***** Provided information

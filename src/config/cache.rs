//! Cache lifetimes and category layout

use serde::{Deserialize, Serialize};
use std::collections::BTreeMap;
use std::time::Duration;

use crate::types::Category;

/// Shared document cache configuration
#[derive(Debug, Clone, Serialize, Deserialize)]
#[serde(default)]
pub struct CacheConfig {
    /// How long a downloaded workbook is reused by other categories (seconds)
    pub document_retention_secs: u64,
}

impl CacheConfig {
    pub fn document_retention(&self) -> Duration {
        Duration::from_secs(self.document_retention_secs)
    }
}

impl Default for CacheConfig {
    fn default() -> Self {
        Self {
            document_retention_secs: 6 * 60 * 60,
        }
    }
}

/// Sheet position and freshness window for one category
#[derive(Debug, Clone, Copy, PartialEq, Eq, Serialize, Deserialize)]
pub struct CategorySettings {
    /// Zero-based sheet position in the workbook
    pub sheet: usize,
    /// Time-to-live of the cached records (seconds)
    pub ttl_secs: u64,
}

impl CategorySettings {
    pub fn ttl(&self) -> Duration {
        Duration::from_secs(self.ttl_secs)
    }
}

/// Category table keyed by category name (`fully_compensated`, ...).
///
/// A category absent from the table is unknown to the pipeline.
pub type CategoriesConfig = BTreeMap<String, CategorySettings>;

pub(crate) fn default_categories() -> CategoriesConfig {
    let hours = |h: u64| h * 60 * 60;
    [
        (Category::FullyCompensated, 0, hours(6)),
        (Category::PartiallyCompensated, 1, hours(24)),
        (Category::Pandemic, 2, hours(7 * 24)),
    ]
    .into_iter()
    .map(|(category, sheet, ttl_secs)| {
        (category.as_str().to_string(), CategorySettings { sheet, ttl_secs })
    })
    .collect()
}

**********

## Exercise goal
Could you restate every entry above word for word?

## Answer area
filename src/config/cache.rs
//! Cache lifetimes and category layout

use serde::{Deserialize, Serialize};
use std::collections::BTreeMap;
use std::time::Duration;

use crate::types::Category;

/// Shared document cache configuration
#[derive(Debug, Clone, Serialize, Deserialize)]
#[serde(default)]
pub struct CacheConfig {
    /// How long a downloaded workbook is reused by other categories (seconds)
    pub document_retention_secs: u64,
}

impl CacheConfig {
    pub fn document_retention(&self) -> Duration {
        Duration::from_secs(self.document_retention_secs)
    }
}

impl Default for CacheConfig {
    fn default() -> Self {
        Self {
            document_retention_secs: 6 * 60 * 60,
        }
    }
}

/// Sheet position and freshness window for one category
#[derive(Debug, Clone, Copy, PartialEq, Eq, Serialize, Deserialize)]
pub struct CategorySettings {
    /// Zero-based sheet position in the workbook
    pub sheet: usize,
    /// Time-to-live of the cached records (seconds)
    pub ttl_secs: u64,
}

impl CategorySettings {
    pub fn ttl(&self) -> Duration {
        Duration::from_secs(self.ttl_secs)
    }
}

/// Category table keyed by category name (`fully_compensated`, ...).
///
/// A category absent from the table is unknown to the pipeline.
pub type CategoriesConfig = BTreeMap<String, CategorySettings>;

pub(crate) fn default_categories() -> CategoriesConfig {
    let hours = |h: u64| h * 60 * 60;
    [
        (Category::FullyCompensated, 0, hours(6)),
        (Category::PartiallyCompensated, 1, hours(24)),
        (Category::Pandemic, 2, hours(7 * 24)),
    ]
    .into_iter()
    .map(|(category, sheet, ttl_secs)| {
        (category.as_str().to_string(), CategorySettings { sheet, ttl_secs })
    })
    .collect()
}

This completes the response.